Search code examples
chexperfect-hashgperf

How to use gperf to create hash for a range of values?


I have range of hex numbers like these

0xabcd****
0xabdc**89
0x****abcd
0xde****ab
# 50 or so more entries like these
# where * is any hex number

I need a hash a function that will accept a 4byte value and generate Y/N answer for membership.

I tried using gperf but unfortunately it doesn't interpret * as wildcard. Has anyone faced this problem before? My code is in C.


Solution

  • If I can trust my arithmetic, each **** has 16^4 possible values, so the four wild-card specs enumerate 3 * 16^4 + 16^2 values - something on the order of 200,000 - a bit out of the remit of gperf (its docs say a "large" key set is 15,000).

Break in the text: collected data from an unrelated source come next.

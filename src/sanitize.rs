//! Escaping of user-supplied text before it is placed in a response.

/// Replaces every character that could open markup or break out of an
/// attribute with its HTML entity.
pub fn escape_html(text: &str) -> String {
    let mut escaped = String::with_capacity(text.len());
    for c in text.chars() {
        match c {
            '&' => escaped.push_str("&amp;"),
            '<' => escaped.push_str("&lt;"),
            '>' => escaped.push_str("&gt;"),
            '"' => escaped.push_str("&quot;"),
            '\'' => escaped.push_str("&#x27;"),
            c => escaped.push(c),
        }
    }
    escaped
}
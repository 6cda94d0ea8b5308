use async_trait::async_trait;
use log::{debug, trace};
use rusqlite::{params, OptionalExtension, Row};
use crate::data::{Folder, FolderUpdate, NewFolder};
use crate::store::{Database, FolderStore, StoreError};

#[cfg(test)] mod tests;

const FOLDER_COLUMNS: &str = "id, folder_name";

pub struct SqliteFolderStore {
    db: Database,
}

impl SqliteFolderStore {
    pub fn new(db: Database) -> Self {
        SqliteFolderStore { db }
    }
}

#[async_trait]
impl FolderStore for SqliteFolderStore {
    async fn list(&self) -> Result<Vec<Folder>, StoreError> {
        trace!("listing folders");
        self.db.call(|conn| {
            let mut statement = conn.prepare(&format!(
                "SELECT {FOLDER_COLUMNS} FROM noteful_folders ORDER BY id"
            ))?;
            let folders = statement
                .query_map([], folder_from_row)?
                .collect();
            folders
        }).await
    }

    async fn get_by_id(&self, id: i64) -> Result<Option<Folder>, StoreError> {
        trace!("looking up folder {id}");
        self.db.call(move |conn|
            conn
                .query_row(
                    &format!("SELECT {FOLDER_COLUMNS} FROM noteful_folders WHERE id = ?1"),
                    params![id],
                    folder_from_row,
                )
                .optional()
        ).await
    }

    async fn insert(&self, folder: NewFolder) -> Result<Folder, StoreError> {
        let folder = self.db.call(move |conn|
            conn.query_row(
                &format!(
                    "INSERT INTO noteful_folders (folder_name) VALUES (?1)
                     RETURNING {FOLDER_COLUMNS}"
                ),
                params![folder.folder_name],
                folder_from_row,
            )
        ).await?;
        debug!("created folder {}", folder.id);
        Ok(folder)
    }

    async fn delete_by_id(&self, id: i64) -> Result<usize, StoreError> {
        let deleted = self.db.call(move |conn|
            conn.execute("DELETE FROM noteful_folders WHERE id = ?1", params![id])
        ).await?;
        debug!("deleting folder {id} removed {deleted} row(s)");
        Ok(deleted)
    }

    async fn update_by_id(
        &self,
        id: i64,
        update: FolderUpdate,
    ) -> Result<usize, StoreError> {
        let Some(folder_name) = update.folder_name else {
            return Err(StoreError::EmptyUpdate);
        };
        let updated = self.db.call(move |conn|
            conn.execute(
                "UPDATE noteful_folders SET folder_name = ?1 WHERE id = ?2",
                params![folder_name, id],
            )
        ).await?;
        debug!("updating folder {id} touched {updated} row(s)");
        Ok(updated)
    }
}

fn folder_from_row(row: &Row) -> rusqlite::Result<Folder> {
    Ok(
        Folder {
            id: row.get(0)?,
            folder_name: row.get(1)?,
        }
    )
}
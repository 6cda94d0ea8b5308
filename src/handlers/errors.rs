use serde::{Deserialize, Serialize};
use thiserror::Error;
use crate::store::StoreError;

pub const FOLDER_NOT_FOUND: &str = "Folder doesn't exist";
pub const NOTE_NOT_FOUND: &str = "Note doesn't exist";
pub const SERVER_ERROR: &str = "server error";

#[derive(Debug, Error)]
pub enum ApiError {
    #[error("{0}")]
    Validation(String),

    #[error("{0}")]
    NotFound(&'static str),

    #[error("store operation failed: {0}")]
    Store(#[from] StoreError),
}

impl ApiError {
    pub fn missing_field(field: &str) -> Self {
        ApiError::Validation(format!("Missing '{field}' in request body"))
    }

    /// The message a client gets to see; store failures stay opaque.
    pub fn public_message(&self) -> String {
        match self {
            ApiError::Validation(_) | ApiError::NotFound(_) => self.to_string(),
            ApiError::Store(_) => SERVER_ERROR.to_owned(),
        }
    }
}

/// `{ "error": { "message": "..." } }`
#[derive(Clone, Debug, Deserialize, Eq, PartialEq, Serialize)]
pub struct ErrorBody {
    pub error: ErrorMessage,
}

#[derive(Clone, Debug, Deserialize, Eq, PartialEq, Serialize)]
pub struct ErrorMessage {
    pub message: String,
}

impl ErrorBody {
    pub fn new(message: impl Into<String>) -> Self {
        ErrorBody {
            error: ErrorMessage {
                message: message.into(),
            },
        }
    }
}

impl From<&ApiError> for ErrorBody {
    fn from(value: &ApiError) -> Self {
        ErrorBody::new(value.public_message())
    }
}
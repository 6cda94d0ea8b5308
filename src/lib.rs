pub mod app_setup;
pub mod bin_constants;
pub mod config;
pub mod data;
pub mod handlers;
pub mod logging;
pub mod routes;
pub mod sanitize;
pub mod store;
pub mod util;
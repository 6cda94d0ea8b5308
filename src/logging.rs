//! Process-wide logger: syslog for installed daemons, stderr while
//! developing.

#[cfg(not(debug_assertions))]
pub fn init_logging() -> Result<(), String> {
    use syslog::{BasicLogger, Facility, Formatter3164};

    // only 3164 has log crate integration
    let formatter = Formatter3164 {
        facility: Facility::LOG_DAEMON,
        process: "notefuld".into(),
        ..Default::default()
    };
    let logger = syslog::unix(formatter)
        .map_err(|e| format!("cannot connect to syslog: {e}"))?;
    log::set_boxed_logger(Box::new(BasicLogger::new(logger)))
        .map_err(|e| format!("cannot install the syslog logger: {e}"))?;
    log::set_max_level(log::LevelFilter::Info);
    Ok(())
}

#[cfg(debug_assertions)]
pub fn init_logging() -> Result<(), String> {
    use env_logger::Env;

    env_logger::Builder::from_env(Env::default().default_filter_or("noteful=debug,info"))
        .try_init()
        .map_err(|e| format!("cannot install the stderr logger: {e}"))
}
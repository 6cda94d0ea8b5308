pub const DEFAULT_CONFIG_FILE: &str = "/etc/noteful/noteful.toml";
pub const APP_CONFIG_ENV_PREFIX: &str = "NOTEFUL_";

pub const DEFAULT_DATABASE_PATH: &str = "/var/noteful/noteful.sqlite3";
pub const DEFAULT_BUSY_TIMEOUT_MS: u64 = 5000;

// opens a private database that lives as long as the connection
pub const IN_MEMORY_DATABASE_PATH: &str = ":memory:";
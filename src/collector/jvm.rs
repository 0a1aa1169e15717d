//! JVM metrics of an HBase process (`name=JvmMetrics`)

use serde::Deserialize;

use super::bean::{BeanCollector, FieldMetric, JmxBean};
use super::parser::lenient_f64;

/// JVM collector, valid against both master and region-server endpoints
pub type JvmCollector = BeanCollector<JvmMetrics>;

/// `Hadoop:service=HBase,name=JvmMetrics`
#[derive(Debug, Clone, Default, Deserialize)]
#[serde(default)]
pub struct JvmMetrics {
    #[serde(rename = "tag.Hostname")]
    pub host: String,
    #[serde(rename = "tag.ProcessName")]
    pub role: String,
    #[serde(rename = "MemNonHeapUsedM", deserialize_with = "lenient_f64")]
    pub mem_non_heap_used_m: f64,
    #[serde(rename = "MemHeapUsedM", deserialize_with = "lenient_f64")]
    pub mem_heap_used_m: f64,
    #[serde(rename = "MemHeapMaxM", deserialize_with = "lenient_f64")]
    pub mem_heap_max_m: f64,
    #[serde(rename = "MemMaxM", deserialize_with = "lenient_f64")]
    pub mem_max_m: f64,
    #[serde(rename = "GcTimeMillis", deserialize_with = "lenient_f64")]
    pub gc_time_millis: f64,
    #[serde(rename = "GcCount", deserialize_with = "lenient_f64")]
    pub gc_count: f64,
    #[serde(rename = "ThreadsBlocked", deserialize_with = "lenient_f64")]
    pub threads_blocked: f64,
}

impl JmxBean for JvmMetrics {
    const SUBSYSTEM: &'static str = "jvm";
    const QUERY: &'static str = "Hadoop:service=HBase,name=JvmMetrics";

    fn host(&self) -> &str {
        &self.host
    }

    fn role(&self) -> &str {
        &self.role
    }

    fn metrics() -> Vec<FieldMetric<Self>> {
        let gauge = FieldMetric::<Self>::gauge;
        vec![
            gauge(
                "mem_non_heap_used_m",
                "Non-heap memory used in MB.",
                |m| m.mem_non_heap_used_m,
            ),
            gauge("mem_heap_used_m", "Heap memory used in MB.", |m| {
                m.mem_heap_used_m
            }),
            gauge("mem_heap_max_m", "Maximum heap memory in MB.", |m| {
                m.mem_heap_max_m
            }),
            gauge("mem_max_m", "Maximum memory the JVM may use in MB.", |m| {
                m.mem_max_m
            }),
            gauge(
                "gc_time_millis",
                "Total time spent in garbage collection in milliseconds.",
                |m| m.gc_time_millis,
            ),
            gauge("gc_count", "Total number of garbage collections.", |m| {
                m.gc_count
            }),
            gauge("thread_blocked", "Number of threads in BLOCKED state.", |m| {
                m.threads_blocked
            }),
        ]
    }
}
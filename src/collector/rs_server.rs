//! Region server metrics (`name=RegionServer,sub=Server`)

use serde::Deserialize;

use super::bean::{BeanCollector, FieldMetric, JmxBean};
use super::parser::lenient_f64;

/// Collector for the server-wide gauges of one region server
pub type RegionServerCollector = BeanCollector<RegionServerMetrics>;

/// `Hadoop:service=HBase,name=RegionServer,sub=Server`
#[derive(Debug, Clone, Default, Deserialize)]
#[serde(default, rename_all = "camelCase")]
pub struct RegionServerMetrics {
    #[serde(rename = "tag.Hostname")]
    pub host: String,
    #[serde(rename = "tag.Context")]
    pub role: String,
    #[serde(deserialize_with = "lenient_f64")]
    pub mem_store_size: f64,
    #[serde(deserialize_with = "lenient_f64")]
    pub region_count: f64,
    #[serde(deserialize_with = "lenient_f64")]
    pub store_count: f64,
    #[serde(deserialize_with = "lenient_f64")]
    pub store_file_count: f64,
    #[serde(deserialize_with = "lenient_f64")]
    pub store_file_size: f64,
    #[serde(deserialize_with = "lenient_f64")]
    pub total_request_count: f64,
    #[serde(deserialize_with = "lenient_f64")]
    pub split_queue_length: f64,
    #[serde(deserialize_with = "lenient_f64")]
    pub compaction_queue_length: f64,
    #[serde(deserialize_with = "lenient_f64")]
    pub flush_queue_length: f64,
    #[serde(deserialize_with = "lenient_f64")]
    pub block_count_hit_percent: f64,
    #[serde(deserialize_with = "lenient_f64")]
    pub slow_append_count: f64,
    #[serde(deserialize_with = "lenient_f64")]
    pub slow_delete_count: f64,
    #[serde(deserialize_with = "lenient_f64")]
    pub slow_get_count: f64,
    #[serde(deserialize_with = "lenient_f64")]
    pub slow_put_count: f64,
    #[serde(deserialize_with = "lenient_f64")]
    pub slow_increment_count: f64,
}

impl JmxBean for RegionServerMetrics {
    const SUBSYSTEM: &'static str = "server";
    const QUERY: &'static str = "Hadoop:service=HBase,name=RegionServer,sub=Server";

    fn host(&self) -> &str {
        &self.host
    }

    fn role(&self) -> &str {
        &self.role
    }

    fn metrics() -> Vec<FieldMetric<Self>> {
        let gauge = FieldMetric::<Self>::gauge;
        vec![
            gauge("mem_store_size", "Size of all memstores in bytes.", |m| m.mem_store_size),
            gauge("region_count", "Number of regions hosted.", |m| m.region_count),
            gauge("store_count", "Number of stores.", |m| m.store_count),
            gauge("store_file_count", "Number of store files.", |m| m.store_file_count),
            gauge("store_file_size", "Size of all store files in bytes.", |m| m.store_file_size),
            gauge("total_request_count", "Total number of requests served.", |m| {
                m.total_request_count
            }),
            gauge("split_queue_length", "Length of the split queue.", |m| m.split_queue_length),
            gauge("compaction_queue_length", "Length of the compaction queue.", |m| {
                m.compaction_queue_length
            }),
            gauge("flush_queue_length", "Length of the flush queue.", |m| m.flush_queue_length),
            gauge("block_count_hit_percent", "Block cache hit percentage.", |m| {
                m.block_count_hit_percent
            }),
            gauge("slow_append_count", "Number of slow append operations.", |m| {
                m.slow_append_count
            }),
            gauge("slow_delete_count", "Number of slow delete operations.", |m| {
                m.slow_delete_count
            }),
            gauge("slow_get_count", "Number of slow get operations.", |m| m.slow_get_count),
            gauge("slow_put_count", "Number of slow put operations.", |m| m.slow_put_count),
            gauge("slow_increment_count", "Number of slow increment operations.", |m| {
                m.slow_increment_count
            }),
        ]
    }
}

#[cfg(test)]
mod tests {
    use super::*;

    #[test]
    fn test_camel_case_attributes() {
        let body = br#"{"beans": [{
            "tag.Hostname": "rs1.example.com",
            "tag.Context": "regionserver",
            "memStoreSize": 1024,
            "blockCountHitPercent": 97.5,
            "slowGetCount": 2
        }]}"#;
        let record: RegionServerMetrics = crate::collector::decode_bean(body).unwrap();

        assert_eq!(record.host, "rs1.example.com");
        assert_eq!(record.mem_store_size, 1024.0);
        assert_eq!(record.block_count_hit_percent, 97.5);
        assert_eq!(record.slow_get_count, 2.0);
        assert_eq!(record.flush_queue_length, 0.0);
    }

    #[test]
    fn test_descriptor_table_names() {
        let names: Vec<String> = RegionServerMetrics::metrics()
            .iter()
            .map(|m| m.desc.name().to_string())
            .collect();
        assert_eq!(names.len(), 15);
        assert!(names.contains(&"hbase_server_mem_store_size".to_string()));
        assert!(names.contains(&"hbase_server_slow_increment_count".to_string()));
    }
}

    Wildcards mean regular expressions for me, so why not try that? Here's a try that defines "4byte value" as a uint32_t, and presents a text encoding of such a value to the regex(3) machinery. This may well not be what you were looking for, but as it was fun to cobble up, here you go.

    #include <sys/types.h>
    #include <regex.h>
    #include <stdint.h>
    #include <stdio.h>
    #include <stdlib.h>
    #include <time.h>
    #include <unistd.h>
    
    static regex_t the_re;
    
    int
    matcher_init(void)
    {
        static const char the_re_string[] = "(abcd....|abdc..89|....abcd|de....ab|"
                                             /* OP's 4, plus 46 more... */
                                             "..d80a..|..7bc5..|c6..514a|..b7585a|"
                                             "4732ecc4|7c22e4da|5a5e..63|....e866|"
                                             "..fdc367|ac....b4|70249edc|..e97e32|"
                                             "....94d8|....fa6c|4591..ff|..e4..67|"
                                             "aab285..|....f81b|15bb22ba|3cf4....|"
                                             "57d3ad86|..bd..1e|..ec67b7|..693aaf|"
                                             "323c..18|cab237cb|d4b2c6b4|2a15..2f|"
                                             "....d196|..5e..10|....b1f1|b54e9838|"
                                             "..0cf1..|5c1a..fb|....f34d|19..d34c|"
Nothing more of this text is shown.